• Supplied data:

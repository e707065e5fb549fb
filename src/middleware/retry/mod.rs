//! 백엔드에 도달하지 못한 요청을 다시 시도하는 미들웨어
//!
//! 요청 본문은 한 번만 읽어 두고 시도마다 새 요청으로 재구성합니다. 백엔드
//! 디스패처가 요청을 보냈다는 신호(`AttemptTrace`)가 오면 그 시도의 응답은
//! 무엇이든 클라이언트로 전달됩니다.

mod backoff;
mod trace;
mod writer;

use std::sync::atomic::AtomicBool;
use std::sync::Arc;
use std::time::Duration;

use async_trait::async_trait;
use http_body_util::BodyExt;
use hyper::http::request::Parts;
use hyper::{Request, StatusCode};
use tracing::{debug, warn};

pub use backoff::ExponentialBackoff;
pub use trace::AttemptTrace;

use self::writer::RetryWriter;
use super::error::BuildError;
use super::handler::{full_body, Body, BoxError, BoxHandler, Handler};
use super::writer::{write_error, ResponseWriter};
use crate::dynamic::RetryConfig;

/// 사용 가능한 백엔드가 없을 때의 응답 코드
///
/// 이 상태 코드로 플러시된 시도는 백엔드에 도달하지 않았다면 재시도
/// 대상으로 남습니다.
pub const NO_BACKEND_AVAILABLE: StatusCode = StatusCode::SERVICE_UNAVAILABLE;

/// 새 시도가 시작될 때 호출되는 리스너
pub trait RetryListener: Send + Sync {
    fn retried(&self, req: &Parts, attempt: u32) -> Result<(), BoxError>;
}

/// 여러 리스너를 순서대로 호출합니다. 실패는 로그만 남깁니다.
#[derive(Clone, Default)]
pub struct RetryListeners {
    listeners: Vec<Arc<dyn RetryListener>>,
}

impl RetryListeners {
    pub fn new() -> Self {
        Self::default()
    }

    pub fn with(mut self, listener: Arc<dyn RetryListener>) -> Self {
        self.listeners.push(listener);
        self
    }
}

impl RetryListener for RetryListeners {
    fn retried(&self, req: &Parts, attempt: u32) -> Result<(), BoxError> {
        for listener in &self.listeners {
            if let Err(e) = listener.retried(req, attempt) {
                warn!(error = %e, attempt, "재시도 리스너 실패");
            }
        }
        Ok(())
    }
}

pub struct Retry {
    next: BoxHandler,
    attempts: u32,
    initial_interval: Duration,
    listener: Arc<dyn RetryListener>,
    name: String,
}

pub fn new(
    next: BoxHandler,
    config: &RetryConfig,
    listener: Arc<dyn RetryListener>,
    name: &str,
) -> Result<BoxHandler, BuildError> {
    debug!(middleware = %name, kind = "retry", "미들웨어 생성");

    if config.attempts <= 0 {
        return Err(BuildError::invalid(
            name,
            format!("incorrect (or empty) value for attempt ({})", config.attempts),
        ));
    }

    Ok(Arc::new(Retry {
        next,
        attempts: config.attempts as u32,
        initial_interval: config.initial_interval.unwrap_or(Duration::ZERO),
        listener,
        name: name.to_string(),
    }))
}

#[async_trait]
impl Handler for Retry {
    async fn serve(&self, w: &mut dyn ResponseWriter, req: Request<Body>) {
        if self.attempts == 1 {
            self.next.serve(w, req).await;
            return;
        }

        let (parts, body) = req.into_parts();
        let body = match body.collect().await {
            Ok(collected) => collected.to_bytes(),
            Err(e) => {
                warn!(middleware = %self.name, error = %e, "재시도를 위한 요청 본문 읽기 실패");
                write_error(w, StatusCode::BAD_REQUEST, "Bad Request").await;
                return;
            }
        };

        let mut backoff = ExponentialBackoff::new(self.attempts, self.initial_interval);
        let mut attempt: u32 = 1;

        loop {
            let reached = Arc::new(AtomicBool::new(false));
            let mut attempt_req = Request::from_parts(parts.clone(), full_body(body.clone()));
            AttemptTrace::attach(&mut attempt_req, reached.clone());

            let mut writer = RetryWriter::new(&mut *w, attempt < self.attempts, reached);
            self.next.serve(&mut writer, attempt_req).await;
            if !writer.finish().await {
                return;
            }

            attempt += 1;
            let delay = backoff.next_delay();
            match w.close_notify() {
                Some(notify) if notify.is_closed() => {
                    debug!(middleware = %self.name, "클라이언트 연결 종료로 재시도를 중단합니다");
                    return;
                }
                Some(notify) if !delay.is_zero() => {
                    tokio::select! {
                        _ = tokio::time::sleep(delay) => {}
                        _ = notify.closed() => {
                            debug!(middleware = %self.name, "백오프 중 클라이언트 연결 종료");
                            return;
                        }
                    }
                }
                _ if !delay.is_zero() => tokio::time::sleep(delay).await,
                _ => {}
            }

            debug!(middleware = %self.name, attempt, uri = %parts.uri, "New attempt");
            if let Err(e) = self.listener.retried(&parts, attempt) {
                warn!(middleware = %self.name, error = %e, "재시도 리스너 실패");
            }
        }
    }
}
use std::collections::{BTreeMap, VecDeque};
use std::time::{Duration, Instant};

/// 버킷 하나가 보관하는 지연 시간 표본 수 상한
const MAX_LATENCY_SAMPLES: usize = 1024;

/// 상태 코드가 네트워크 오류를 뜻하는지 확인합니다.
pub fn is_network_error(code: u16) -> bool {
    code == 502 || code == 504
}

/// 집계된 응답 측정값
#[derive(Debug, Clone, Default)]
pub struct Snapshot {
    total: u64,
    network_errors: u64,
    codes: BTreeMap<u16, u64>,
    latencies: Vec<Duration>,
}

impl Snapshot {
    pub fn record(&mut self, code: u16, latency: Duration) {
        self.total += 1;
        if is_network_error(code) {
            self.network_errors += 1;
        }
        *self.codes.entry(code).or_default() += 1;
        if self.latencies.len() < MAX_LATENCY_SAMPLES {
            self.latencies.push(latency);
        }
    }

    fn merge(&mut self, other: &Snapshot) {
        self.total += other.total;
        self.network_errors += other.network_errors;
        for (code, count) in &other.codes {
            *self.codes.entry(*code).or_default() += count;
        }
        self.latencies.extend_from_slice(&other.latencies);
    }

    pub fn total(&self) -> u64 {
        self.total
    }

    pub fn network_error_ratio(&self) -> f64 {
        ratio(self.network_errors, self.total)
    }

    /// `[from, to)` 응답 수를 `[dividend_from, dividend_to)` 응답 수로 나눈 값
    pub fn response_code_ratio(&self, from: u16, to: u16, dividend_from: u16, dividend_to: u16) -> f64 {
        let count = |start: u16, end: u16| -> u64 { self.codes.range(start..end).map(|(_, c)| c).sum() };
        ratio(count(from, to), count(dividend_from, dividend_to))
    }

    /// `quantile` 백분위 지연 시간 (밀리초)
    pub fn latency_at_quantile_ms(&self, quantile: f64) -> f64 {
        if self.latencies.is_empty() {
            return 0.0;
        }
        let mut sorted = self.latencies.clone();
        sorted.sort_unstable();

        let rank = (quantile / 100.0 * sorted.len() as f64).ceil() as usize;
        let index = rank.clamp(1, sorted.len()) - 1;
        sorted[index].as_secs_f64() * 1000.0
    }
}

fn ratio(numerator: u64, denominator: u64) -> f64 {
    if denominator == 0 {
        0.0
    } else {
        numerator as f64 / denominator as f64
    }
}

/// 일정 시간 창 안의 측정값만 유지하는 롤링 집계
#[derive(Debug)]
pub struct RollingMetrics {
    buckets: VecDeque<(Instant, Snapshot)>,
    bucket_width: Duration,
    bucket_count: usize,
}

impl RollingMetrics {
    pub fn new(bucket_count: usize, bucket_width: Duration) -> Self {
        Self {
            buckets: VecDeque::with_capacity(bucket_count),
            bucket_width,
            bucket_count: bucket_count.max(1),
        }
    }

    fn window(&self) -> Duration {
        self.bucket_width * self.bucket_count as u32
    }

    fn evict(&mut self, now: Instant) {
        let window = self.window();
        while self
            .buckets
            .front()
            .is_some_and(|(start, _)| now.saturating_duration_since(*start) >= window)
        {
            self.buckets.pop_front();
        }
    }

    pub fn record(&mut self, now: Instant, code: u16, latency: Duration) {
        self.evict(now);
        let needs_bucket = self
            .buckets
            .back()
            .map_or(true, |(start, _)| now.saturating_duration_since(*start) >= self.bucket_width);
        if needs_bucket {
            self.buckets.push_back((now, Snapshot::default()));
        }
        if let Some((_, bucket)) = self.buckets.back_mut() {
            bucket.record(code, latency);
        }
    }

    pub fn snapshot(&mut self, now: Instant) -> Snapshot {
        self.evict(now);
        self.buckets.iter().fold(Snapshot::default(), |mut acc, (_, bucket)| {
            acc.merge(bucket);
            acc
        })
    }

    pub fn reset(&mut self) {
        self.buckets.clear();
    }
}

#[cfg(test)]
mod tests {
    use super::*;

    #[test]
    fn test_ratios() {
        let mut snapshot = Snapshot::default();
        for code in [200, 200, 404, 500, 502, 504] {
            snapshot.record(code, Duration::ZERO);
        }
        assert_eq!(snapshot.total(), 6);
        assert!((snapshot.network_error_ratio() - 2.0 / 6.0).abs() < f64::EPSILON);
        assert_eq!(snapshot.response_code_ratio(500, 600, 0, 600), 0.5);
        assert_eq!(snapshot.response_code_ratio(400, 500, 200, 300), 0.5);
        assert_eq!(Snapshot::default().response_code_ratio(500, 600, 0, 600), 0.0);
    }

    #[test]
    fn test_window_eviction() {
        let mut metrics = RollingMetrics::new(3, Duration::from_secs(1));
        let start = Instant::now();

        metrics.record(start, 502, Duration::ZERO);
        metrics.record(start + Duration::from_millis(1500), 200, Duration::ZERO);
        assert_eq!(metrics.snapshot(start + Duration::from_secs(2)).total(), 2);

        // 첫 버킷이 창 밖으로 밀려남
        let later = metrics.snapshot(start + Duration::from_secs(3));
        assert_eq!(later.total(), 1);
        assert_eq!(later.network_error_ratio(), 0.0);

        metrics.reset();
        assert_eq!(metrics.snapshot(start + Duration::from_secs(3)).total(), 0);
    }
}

• Exercise goal: Reply with a number only, showing how many lines of the material contain the word "AttemptTrace".

• Expected output: 3